REQUIRED WORK
Word for word, transcribe the records that follow.

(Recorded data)
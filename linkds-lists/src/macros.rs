/*
   linkds-lists: Singly and doubly linked lists with index based
   access, in place reversal and cursors that walk the list in
   either direction.

   Copyright 2021 "Rahul Singh <rsingh@arrsingh.com>"

   Licensed under the Apache License, Version 2.0 (the "License");
   you may not use this file except in compliance with the License.
   You may obtain a copy of the License at

       http://www.apache.org/licenses/LICENSE-2.0

   Unless required by applicable law or agreed to in writing, software
   distributed under the License is distributed on an "AS IS" BASIS,
   WITHOUT WARRANTIES OR CONDITIONS OF ANY KIND, either express or implied.
   See the License for the specific language governing permissions and
   limitations under the License.
*/

/// Creates a [`SinglyLinkedList`](crate::singlylinkedlist::list::SinglyLinkedList)
/// containing the arguments in order.
///
/// # Examples
/// ```
/// use linkds::lists::SinglyLinkedList;
/// use linkds::slist;
///
/// let list = slist![1, 2, 3];
/// assert_eq!(list.values(), vec![1, 2, 3]);
///
/// let empty: SinglyLinkedList<u8> = slist![];
/// assert!(empty.is_empty());
/// ```
#[macro_export]
macro_rules! slist {
    () => {
        $crate::singlylinkedlist::list::SinglyLinkedList::new()
    };
    ($($x:expr),+ $(,)?) => {
        $crate::singlylinkedlist::list::SinglyLinkedList::from([$($x),+])
    };
}

/// Creates a [`DoublyLinkedList`](crate::doublylinkedlist::list::DoublyLinkedList)
/// containing the arguments in order.
///
/// # Examples
/// ```
/// use linkds::lists::DoublyLinkedList;
/// use linkds::dlist;
///
/// let list = dlist![1, 2, 3];
/// assert_eq!(list.values(), vec![1, 2, 3]);
///
/// let empty: DoublyLinkedList<u8> = dlist![];
/// assert!(empty.is_empty());
/// ```
#[macro_export]
macro_rules! dlist {
    () => {
        $crate::doublylinkedlist::list::DoublyLinkedList::new()
    };
    ($($x:expr),+ $(,)?) => {
        $crate::doublylinkedlist::list::DoublyLinkedList::from([$($x),+])
    };
}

SOLUTION TO THIS EXERCISE
filename linkds-lists/src/macros.rs
/*
   linkds-lists: Singly and doubly linked lists with index based
   access, in place reversal and cursors that walk the list in
   either direction.

   Copyright 2021 "Rahul Singh <rsingh@arrsingh.com>"

   Licensed under the Apache License, Version 2.0 (the "License");
   you may not use this file except in compliance with the License.
   You may obtain a copy of the License at

       http://www.apache.org/licenses/LICENSE-2.0

   Unless required by applicable law or agreed to in writing, software
   distributed under the License is distributed on an "AS IS" BASIS,
   WITHOUT WARRANTIES OR CONDITIONS OF ANY KIND, either express or implied.
   See the License for the specific language governing permissions and
   limitations under the License.
*/

/// Creates a [`SinglyLinkedList`](crate::singlylinkedlist::list::SinglyLinkedList)
/// containing the arguments in order.
///
/// # Examples
/// ```
/// use linkds::lists::SinglyLinkedList;
/// use linkds::slist;
///
/// let list = slist![1, 2, 3];
/// assert_eq!(list.values(), vec![1, 2, 3]);
///
/// let empty: SinglyLinkedList<u8> = slist![];
/// assert!(empty.is_empty());
/// ```
#[macro_export]
macro_rules! slist {
    () => {
        $crate::singlylinkedlist::list::SinglyLinkedList::new()
    };
    ($($x:expr),+ $(,)?) => {
        $crate::singlylinkedlist::list::SinglyLinkedList::from([$($x),+])
    };
}

/// Creates a [`DoublyLinkedList`](crate::doublylinkedlist::list::DoublyLinkedList)
/// containing the arguments in order.
///
/// # Examples
/// ```
/// use linkds::lists::DoublyLinkedList;
/// use linkds::dlist;
///
/// let list = dlist![1, 2, 3];
/// assert_eq!(list.values(), vec![1, 2, 3]);
///
/// let empty: DoublyLinkedList<u8> = dlist![];
/// assert!(empty.is_empty());
/// ```
#[macro_export]
macro_rules! dlist {
    () => {
        $crate::doublylinkedlist::list::DoublyLinkedList::new()
    };
    ($($x:expr),+ $(,)?) => {
        $crate::doublylinkedlist::list::DoublyLinkedList::from([$($x),+])
    };
}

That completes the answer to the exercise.